When you begin to roast your own coffee, you may wonder how your roaster works to create a tasty cup of coffee. The type of coffee bean you choose will greatly influence the flavor of the coffee itself. The roasting process, however, is what makes the characteristic coffee flavor that you taste. It is a chemical process which alters and increases the flavors in the coffee beans. Learning about the roaster’s impact on coffee flavor will help you roast an even better coffee.

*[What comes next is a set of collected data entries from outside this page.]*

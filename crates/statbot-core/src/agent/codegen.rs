//! Code generation for analysis questions.
//!
//! [`CodeGenerator`] is the seam where an LLM backend would plug in. The
//! built-in [`TemplateGenerator`] classifies the question against the table
//! schema and instantiates a matching analysis template. Every template is
//! written to pass static validation: module-level statements only, table
//! access through `df`, charts through `plt`.

use async_trait::async_trait;
use once_cell::sync::Lazy;
use regex::Regex;

use crate::error::{AgentError, AgentResult};
use crate::sandbox::runner::FailureCategory;
use crate::table::TableSchema;

/// One failed execution, fed back into [`CodeGenerator::revise`].
#[derive(Debug, Clone)]
pub struct FailedAttempt {
    pub code: String,
    pub error: String,
    pub category: FailureCategory,
    pub attempt: u32,
}

/// Produces candidate programs for a question over a table.
#[async_trait]
pub trait CodeGenerator: Send + Sync {
    /// First candidate for a question.
    async fn initial(&self, question: &str, schema: &TableSchema) -> AgentResult<String>;

    /// Revised candidate after a failed execution.
    async fn revise(
        &self,
        question: &str,
        schema: &TableSchema,
        failed: &FailedAttempt,
    ) -> AgentResult<String>;
}

static TOTAL_RE: Lazy<Regex> = Lazy::new(|| {
    Regex::new(r"(?:total|sum(?:\s+of)?)\s+(\w+)\s+(?:in|for)\s+(\w+)")
        .unwrap_or_else(|e| panic!("total pattern: {}", e))
});

static GROUP_RE: Lazy<Regex> = Lazy::new(|| {
    Regex::new(r"(\w+)\s+by\s+(\w+)").unwrap_or_else(|e| panic!("group pattern: {}", e))
});

/// Escapes a string for interpolation into a single-quoted Python literal.
fn py_str(s: &str) -> String {
    s.replace('\\', "\\\\").replace('\'', "\\'")
}

/// Python list literal of quoted names.
fn py_name_list(names: &[String]) -> String {
    let quoted: Vec<String> = names.iter().map(|n| format!("'{}'", py_str(n))).collect();
    format!("[{}]", quoted.join(", "))
}

fn find_column<'a>(schema: &'a TableSchema, word: &str) -> Option<&'a String> {
    schema
        .columns
        .iter()
        .find(|c| c.eq_ignore_ascii_case(word))
}

fn find_numeric<'a>(schema: &'a TableSchema, word: &str) -> Option<&'a String> {
    schema
        .numeric_columns
        .iter()
        .find(|c| c.eq_ignore_ascii_case(word))
}

/// Deterministic, schema-grounded generator.
pub struct TemplateGenerator;

impl TemplateGenerator {
    pub fn new() -> Self {
        Self
    }

    fn classify(&self, question: &str, schema: &TableSchema) -> String {
        let q = question.to_lowercase();

        if let Some(caps) = TOTAL_RE.captures(&q) {
            let metric_word = &caps[1];
            let target_word = &caps[2];
            if let Some(metric) = find_numeric(schema, metric_word) {
                if find_column(schema, target_word).is_some() {
                    // "total sales in region": the target is a column, so the
                    // question is an overall total.
                    return overall_total(metric);
                }
                if let Some(filter_col) = pick_filter_column(schema) {
                    return filtered_total(metric, filter_col, target_word);
                }
                return overall_total(metric);
            }
        }

        let wants_comparison = [
            "compare",
            "comparison",
            "highest",
            "lowest",
            "top",
            "most",
            "least",
        ]
        .iter()
        .any(|kw| q.contains(kw));
        if wants_comparison {
            let metric = schema
                .numeric_columns
                .iter()
                .find(|c| q.contains(&c.to_lowercase()))
                .or_else(|| schema.numeric_columns.first());
            let group = schema
                .categorical_columns
                .iter()
                .find(|c| q.contains(&c.to_lowercase()))
                .or_else(|| pick_filter_column(schema));
            if let (Some(metric), Some(group)) = (metric, group) {
                return comparison(metric, group);
            }
        }

        if let Some(caps) = GROUP_RE.captures(&q) {
            let metric = find_numeric(schema, &caps[1]);
            let group = find_column(schema, &caps[2]);
            if let (Some(metric), Some(group)) = (metric, group) {
                return group_by(metric, group);
            }
        }

        let wants_chart = ["histogram", "distribution", "chart", "plot", "graph", "visual"]
            .iter()
            .any(|kw| q.contains(kw));
        if wants_chart {
            if let Some(col) = schema.numeric_columns.first() {
                return histogram(col);
            }
        }

        let wants_stats = ["average", "mean", "median", "statistic", "describe", "summary"]
            .iter()
            .any(|kw| q.contains(kw));
        if wants_stats && !schema.numeric_columns.is_empty() {
            return numeric_summary(&schema.numeric_columns);
        }

        overview()
    }
}

impl Default for TemplateGenerator {
    fn default() -> Self {
        Self::new()
    }
}

#[async_trait]
impl CodeGenerator for TemplateGenerator {
    async fn initial(&self, question: &str, schema: &TableSchema) -> AgentResult<String> {
        if schema.columns.is_empty() {
            return Err(AgentError::CodeGen("table has no columns".into()));
        }
        Ok(self.classify(question, schema))
    }

    async fn revise(
        &self,
        _question: &str,
        schema: &TableSchema,
        failed: &FailedAttempt,
    ) -> AgentResult<String> {
        match &failed.category {
            // A missing-column failure means the previous template guessed a
            // name wrong; fall back to code that only uses schema names.
            FailureCategory::Runtime { type_name } if type_name == "KeyError" => Ok(overview()),
            FailureCategory::ResourceExhaustion => Ok(head_preview()),
            FailureCategory::Interruption => Ok(head_preview()),
            FailureCategory::Runtime { .. } => {
                if failed.code.contains("plt.") && !schema.numeric_columns.is_empty() {
                    // The chart path failed; answer numerically instead.
                    Ok(numeric_summary(&schema.numeric_columns))
                } else {
                    Ok(overview())
                }
            }
        }
    }
}

/// Prefers a conventional grouping column for value filters.
fn pick_filter_column(schema: &TableSchema) -> Option<&String> {
    const PREFERRED: [&str; 5] = ["region", "category", "type", "group", "name"];
    schema
        .categorical_columns
        .iter()
        .find(|c| {
            let lc = c.to_lowercase();
            PREFERRED.iter().any(|p| lc.contains(p))
        })
        .or_else(|| schema.categorical_columns.first())
}

fn overall_total(metric: &str) -> String {
    let metric = py_str(metric);
    format!(
        "values = [row['{metric}'] for row in df.rows() if row['{metric}'] is not None]\n\
         print('Total {metric}:', sum(values))\n"
    )
}

fn filtered_total(metric: &str, filter_col: &str, value: &str) -> String {
    let metric = py_str(metric);
    let filter_col = py_str(filter_col);
    let value = py_str(value);
    format!(
        "matches = [row['{metric}'] for row in df.rows() \
         if str(row['{filter_col}']).lower() == '{value}' and row['{metric}'] is not None]\n\
         if matches:\n\
         \x20   print('Total {metric} for {value}:', sum(matches))\n\
         else:\n\
         \x20   print('No rows found where {filter_col} equals {value}')\n"
    )
}

fn group_by(metric: &str, group: &str) -> String {
    let metric = py_str(metric);
    let group = py_str(group);
    format!(
        "groups = {{}}\n\
         for row in df.rows():\n\
         \x20   key = str(row['{group}'])\n\
         \x20   groups[key] = groups.get(key, 0) + (row['{metric}'] or 0)\n\
         labels = sorted(groups)\n\
         for k in labels:\n\
         \x20   print(k, '->', groups[k])\n\
         plt.figure()\n\
         plt.bar(labels, [groups[k] for k in labels])\n\
         plt.title('{metric} by {group}')\n\
         plt.xlabel('{group}')\n\
         plt.ylabel('{metric}')\n"
    )
}

fn comparison(metric: &str, group: &str) -> String {
    let metric = py_str(metric);
    let group = py_str(group);
    format!(
        "groups = {{}}\n\
         for row in df.rows():\n\
         \x20   key = str(row['{group}'])\n\
         \x20   groups[key] = groups.get(key, 0) + (row['{metric}'] or 0)\n\
         ranked = sorted(groups.items(), key=lambda item: item[1], reverse=True)\n\
         for k, v in ranked:\n\
         \x20   print(k, '->', v)\n\
         if ranked:\n\
         \x20   print('Highest {metric}:', ranked[0][0], 'with', ranked[0][1])\n\
         \x20   print('Lowest {metric}:', ranked[-1][0], 'with', ranked[-1][1])\n\
         else:\n\
         \x20   print('No rows to compare')\n"
    )
}

fn histogram(col: &str) -> String {
    let col = py_str(col);
    format!(
        "values = df.numeric('{col}')\n\
         if values:\n\
         \x20   plt.figure()\n\
         \x20   plt.hist(values, bins=10)\n\
         \x20   plt.title('Distribution of {col}')\n\
         \x20   plt.xlabel('{col}')\n\
         \x20   plt.ylabel('count')\n\
         \x20   print('Distribution of {col} over', len(values), 'values')\n\
         else:\n\
         \x20   print('No numeric values in {col}')\n"
    )
}

fn numeric_summary(columns: &[String]) -> String {
    format!(
        "for name in {}:\n\
         \x20   values = df.numeric(name)\n\
         \x20   if values:\n\
         \x20       avg = sum(values) / len(values)\n\
         \x20       print(name, 'count:', len(values), 'min:', min(values), \
         'max:', max(values), 'mean:', round(avg, 2))\n\
         \x20   else:\n\
         \x20       print(name, 'has no numeric values')\n",
        py_name_list(columns)
    )
}

fn overview() -> String {
    "counts = df.shape()\n\
     print('The table has', counts[0], 'rows and', counts[1], 'columns')\n\
     print('Columns:', ', '.join(df.columns()))\n\
     for row in df.head(3):\n\
     \x20   print(row)\n"
        .to_string()
}

fn head_preview() -> String {
    "for row in df.head(5):\n\
     \x20   print(row)\n\
     print('Showing the first rows only; the full computation exceeded resource limits')\n"
        .to_string()
}

#[cfg(test)]
mod tests {
    use super::*;
    use crate::sandbox::policy::ExecPolicy;
    use crate::sandbox::validator::StaticValidator;
    use std::sync::Arc;

    fn schema() -> TableSchema {
        TableSchema {
            columns: vec!["region".into(), "sales".into(), "marketing_spend".into()],
            numeric_columns: vec!["sales".into(), "marketing_spend".into()],
            categorical_columns: vec!["region".into()],
            row_count: 4,
        }
    }

    fn validator() -> StaticValidator {
        StaticValidator::new(Arc::new(ExecPolicy::default())).unwrap()
    }

    #[tokio::test]
    async fn test_filtered_total_template() {
        let gen = TemplateGenerator::new();
        let code = gen.initial("total sales in north", &schema()).await.unwrap();
        assert!(code.contains("row['sales']"));
        assert!(code.contains("row['region']"));
        assert!(code.contains("north"));
    }

    #[tokio::test]
    async fn test_group_by_template_draws_chart() {
        let gen = TemplateGenerator::new();
        let code = gen.initial("show sales by region", &schema()).await.unwrap();
        assert!(code.contains("plt.bar"));
        assert!(code.contains("row['region']"));
    }

    #[tokio::test]
    async fn test_comparison_template_ranks_groups() {
        let gen = TemplateGenerator::new();
        let code = gen
            .initial("which region has the highest sales?", &schema())
            .await
            .unwrap();
        assert!(code.contains("row['sales']"));
        assert!(code.contains("row['region']"));
        assert!(code.contains("Highest sales"));
        assert!(code.contains("Lowest sales"));
    }

    #[tokio::test]
    async fn test_comparison_template_picks_mentioned_metric() {
        let gen = TemplateGenerator::new();
        let code = gen
            .initial("compare marketing_spend across regions", &schema())
            .await
            .unwrap();
        assert!(code.contains("row['marketing_spend']"));
        assert!(!code.contains("row['sales']"));
    }

    #[tokio::test]
    async fn test_stats_template_for_average_question() {
        let gen = TemplateGenerator::new();
        let code = gen
            .initial("what is the average marketing spend?", &schema())
            .await
            .unwrap();
        assert!(code.contains("df.numeric(name)"));
        assert!(code.contains("'sales', 'marketing_spend'"));
    }

    #[tokio::test]
    async fn test_unknown_question_falls_back_to_overview() {
        let gen = TemplateGenerator::new();
        let code = gen.initial("tell me something", &schema()).await.unwrap();
        assert!(code.contains("df.head(3)"));
    }

    #[tokio::test]
    async fn test_all_templates_pass_static_validation() {
        let gen = TemplateGenerator::new();
        let v = validator();
        let questions = [
            "total sales in north",
            "total sales in region",
            "sales by region",
            "which region has the highest sales?",
            "compare sales across regions",
            "plot the distribution of sales",
            "give me summary statistics",
            "anything else",
        ];
        for question in questions {
            let code = gen.initial(question, &schema()).await.unwrap();
            v.validate(&code)
                .unwrap_or_else(|e| panic!("template for {:?} rejected: {}", question, e));
        }
    }

    #[tokio::test]
    async fn test_revision_after_key_error_uses_schema_only() {
        let gen = TemplateGenerator::new();
        let failed = FailedAttempt {
            code: "print(row['profit'])".into(),
            error: "KeyError: 'profit'".into(),
            category: FailureCategory::Runtime {
                type_name: "KeyError".into(),
            },
            attempt: 1,
        };
        let code = gen.revise("total profit", &schema(), &failed).await.unwrap();
        assert!(!code.contains("profit"));
        validator().validate(&code).unwrap();
    }

    #[tokio::test]
    async fn test_revision_after_resource_exhaustion_limits_rows() {
        let gen = TemplateGenerator::new();
        let failed = FailedAttempt {
            code: "x = [0] * 10".into(),
            error: "MemoryError: out of memory".into(),
            category: FailureCategory::ResourceExhaustion,
            attempt: 2,
        };
        let code = gen.revise("anything", &schema(), &failed).await.unwrap();
        assert!(code.contains("df.head(5)"));
        validator().validate(&code).unwrap();
    }

    #[tokio::test]
    async fn test_quotes_in_column_names_are_escaped() {
        let schema = TableSchema {
            columns: vec!["it's".into()],
            numeric_columns: vec!["it's".into()],
            categorical_columns: vec![],
            row_count: 1,
        };
        let code = TemplateGenerator::new()
            .initial("total it's for anything", &schema)
            .await
            .unwrap();
        assert!(code.contains("it\\'s") || !code.contains("it's"));
    }
}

First, you should know that the type of coffee bean in a flavored coffee will be the most important factor in coffee flavor. The bean gets its own flavor based on where it was grown. Coffee beans also contain approximately 800 different compounds that add to their different flavors. Some flavors are also added to roasted beans before they are ground.
The roasting process itself creates that coffee taste by expanding the green coffee beans and giving them a different color, taste, smell, and density. The dried bean absorbs heat and turns yellow, and then begins to turn brown. As the beans turn to the darkest brown, the original flavors are slowly taken in by the roasting flavor itself. In the darkest roasts, you can no longer really taste the bean, but only the flavor of the roast.
The chemical process of roasting makes this coffee flavor by altering the components in the bean so that they augment the bean’s original flavor. The roast’s potential for espresso is increased when you have the greatest sweetness and aroma, and the least amount of bitterness and acidity. The sucrose in the coffee bean is caramelized, which gives coffee its dark color. This caramelizing happens around 170 to 200 degrees Celsius.
The integral part that roasting plays in the flavor of your coffee can help you decide how to roast your coffee. If you roast it while thinking about the effect of the roast, you will be able to make your coffee with the exact flavor that you want.